Global expert urges Hong Kong companies to adopt quantum cryptography to improve security
Dr Michele Mosca says using the ‘unbreakable keys’ between two parties as well today’s cybersecurity technology is best protection firms can have
One of the world’s foremost cybersecurity experts is warning companies in Hong Kong, particularly financial institutions, to review their methods of detecting online security breaches and should consider implementing so-called “quantum cryptography” to keep critical data and infrastructure safe.
Dr Michele Mosca, a co-founder of the Institute for Quantum Computing at the University of Waterloo in Canada, is warning that emerging technology threatens to undermine even the most sophisticated cybersecurity systems installed by businesses and governments.
Using quantum cryptography is expected to help organisations buttress their cybersecurity systems.
It allows users to generate an unbreakable key between two parties exchanging information via the use of quantum particles.
“Quantum computing will break some of the fundamental tools underpinning cybersecurity,” he said, pointing out that scalable quantum computers are now closer to reality, which makes it imperative for enterprises in Hong Kong to adopt more advanced cryptographic techniques.
“As a data centre hub, Hong Kong needs to convince its customers that the data stored is not going to be read in the next 20 years, that it is safe doing business in Hong Kong now and in future,” said Mosca, who is also a special advisor on cybersecurity to the Global Risk Institute in Toronto.
A quantum computer harnesses the behaviour of particles in the sub-atomic level to perform calculations, as well as store and transmit information, at speeds faster than any previous computer.
While conventional computers process and transmit data via binary 1s and 0s, subatomic particles, quantum computers are able to exist in more than one state at any given time – known as “superpositioning”.
“A quantum computer opens the door to learning the pattern [of a problem] without seeing all the pieces … like learning the forest, without looking at the trees,” said Mosca, adding that a quantum computer’s ability to do this would render much of today’s cryptographic methods in cybersecurity obsolete, leaving data easily accessible to hackers.
“We need new tools that will be resistant in the context of quantum computers, and we want to base these tools on a problem that quantum computing cannot break,” he said.
But to learn anything about the quantum state, Mosca said first you have to “disturb it”,
“This allows us to establish a key – for example, I could prepare and send some quantum particles in a certain state, and [when it reaches the other party] we can analyse it to determine if there has been any disturbance, if someone has been trying to snoop.”
“If there isn’t, then there is no eavesdropper and the [channel] is secret.

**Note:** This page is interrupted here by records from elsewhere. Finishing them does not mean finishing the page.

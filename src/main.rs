use clap::Parser;
use env_logger::Env;
use fractal_pair::{
    BackendPreference, ColourMapKind, Complex, FormulaId, PpmFilePresenter, RenderPairController,
    Resolution, Session, SessionConfig, ViewKind, select_renderer,
};
use std::path::PathBuf;

/// Render a Mandelbrot view and its linked Julia view to PPM files
#[derive(Parser, Debug)]
#[command(author, version, about, long_about = None)]
struct Cli {
    /// Side length of both square images in pixels
    #[arg(short, long, default_value_t = 400)]
    resolution: u32,

    /// Iteration cap
    #[arg(short, long, default_value_t = 100)]
    iterations: u32,

    /// Iteration formula: standard, hyperbolic, cubic, quartic, burning_ship, or tricorn
    #[arg(short, long, default_value = "standard")]
    formula: FormulaId,

    /// Colour map: dark_red, aqua, or viridis
    #[arg(long, default_value = "dark_red")]
    colour_map: ColourMapKind,

    /// Julia parameter as RE,IM
    #[arg(short, long, value_parser = parse_complex, allow_hyphen_values = true)]
    c: Option<Complex>,

    /// Orbit pointer as RE,IM
    #[arg(short, long, value_parser = parse_complex, allow_hyphen_values = true)]
    z: Option<Complex>,

    /// Zoom factor applied to both views about the pointer, below 1 zooms in
    #[arg(long, value_parser = parse_zoom_factor)]
    zoom: Option<f64>,

    /// Rendering backend: cpu, parallel, or gpu
    #[arg(short, long, default_value = "cpu")]
    backend: BackendPreference,

    /// Directory receiving mandelbrot.ppm and julia.ppm
    #[arg(short, long, default_value = "output")]
    output_dir: PathBuf,
}

fn parse_complex(value: &str) -> Result<Complex, String> {
    let (real, imag) = value
        .split_once(',')
        .ok_or_else(|| format!("expected RE,IM but got '{}'", value))?;

    let real = real.trim().parse::<f64>().map_err(|err| err.to_string())?;
    let imag = imag.trim().parse::<f64>().map_err(|err| err.to_string())?;
    let point = Complex::new(real, imag);

    if !point.is_finite() {
        return Err(format!("'{}' is not a finite complex number", value));
    }

    Ok(point)
}

fn parse_zoom_factor(value: &str) -> Result<f64, String> {
    let factor = value.trim().parse::<f64>().map_err(|err| err.to_string())?;

    if !factor.is_finite() || factor <= 0.0 {
        return Err(format!("zoom factor must be finite and positive, got '{}'", value));
    }

    Ok(factor)
}

fn main() -> Result<(), Box<dyn std::error::Error>> {
    env_logger::init_from_env(Env::default().default_filter_or("info"));

    let cli = Cli::parse();

    let mut session = Session::new(SessionConfig {
        resolution: Resolution::new(cli.resolution)?,
        max_iterations: cli.iterations,
        formula: cli.formula,
        colour_map: cli.colour_map,
        backend: cli.backend,
        ..SessionConfig::default()
    })?;

    if let Some(c) = cli.c {
        session.set_c(c);
    }
    if let Some(z) = cli.z {
        session.set_z(z);
    }
    if let Some(factor) = cli.zoom {
        for &view in ViewKind::ALL {
            session.zoom_view(view, factor)?;
        }
    }

    log::info!(
        "{} formula, c = {}, z = {}, {} iterations",
        session.formula(),
        session.c(),
        session.z(),
        session.max_iterations()
    );

    std::fs::create_dir_all(&cli.output_dir)?;

    let mut controller =
        RenderPairController::new(PpmFilePresenter::new(), select_renderer(session.backend()));

    controller.generate(&session)?;

    for path in controller.write(&cli.output_dir)? {
        println!("Saved {}", path.display());
    }

    Ok(())
}

#[cfg(test)]
mod tests {
    use super::*;

    #[test]
    fn test_parse_complex() {
        assert_eq!(parse_complex("-0.8, 0.156"), Ok(Complex::new(-0.8, 0.156)));
    }

    #[test]
    fn test_parse_complex_rejects_missing_separator() {
        assert!(parse_complex("0.5").is_err());
        assert!(parse_complex("a,1").is_err());
    }

    #[test]
    fn test_parse_complex_rejects_non_finite_values() {
        assert!(parse_complex("nan,0").is_err());
        assert!(parse_complex("inf,1").is_err());
        assert!(parse_complex("0,-inf").is_err());
    }

    #[test]
    fn test_parse_zoom_factor() {
        assert_eq!(parse_zoom_factor("0.5"), Ok(0.5));
        assert!(parse_zoom_factor("inf").is_err());
        assert!(parse_zoom_factor("nan").is_err());
        assert!(parse_zoom_factor("0").is_err());
        assert!(parse_zoom_factor("-2").is_err());
    }

    #[test]
    fn test_cli_rejects_non_finite_arguments() {
        assert!(Cli::try_parse_from(["fractal_pair", "--c", "nan,inf"]).is_err());
        assert!(Cli::try_parse_from(["fractal_pair", "--z", "inf,1"]).is_err());
        assert!(Cli::try_parse_from(["fractal_pair", "--zoom", "inf"]).is_err());
    }

    #[test]
    fn test_cli_defaults() {
        let cli = Cli::try_parse_from(["fractal_pair"]).unwrap();

        assert_eq!(cli.resolution, 400);
        assert_eq!(cli.iterations, 100);
        assert_eq!(cli.formula, FormulaId::Standard);
        assert_eq!(cli.colour_map, ColourMapKind::DarkRed);
        assert_eq!(cli.backend, BackendPreference::Cpu);
        assert!(cli.c.is_none());
    }

    #[test]
    fn test_cli_parses_negative_parameter() {
        let cli = Cli::try_parse_from(["fractal_pair", "--c", "-0.8,0.156", "--formula", "burning-ship"])
            .unwrap();

        assert_eq!(cli.c, Some(Complex::new(-0.8, 0.156)));
        assert_eq!(cli.formula, FormulaId::BurningShip);
    }
}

Quantum cryptography is not like a conventional key which uses a complex mathematical problem that can be secretly recorded and later subjected to cryptanalysis.”
To establish this quantum key distribution, Mosca said that what is required is a quantum channel – access to optical fibre or free space, and a hardware box at each end that would be able to generate and send quantum particles. He estimated that a 20-kilometre channel could cost between US$100,000 and US$200,000.
Mosca assured that the cost of quantum cryptography technology would fall with time, and performance will become more efficient.
Hong Kong, with its relatively small area, will have less of a distance problem when establishing channels for quantum bits as compared to countries like Canada.
The smaller distance also means that it would be cheaper for companies in Hong Kong to install such a set-up, Mosca said.
“Having quantum cryptography on top of today’s state-of-the-art cybersecurity technology is the best protection these companies can have.”
Mosca expects quantum cryptography to become standard offering from cybersecurity vendors within the next five to 10 years.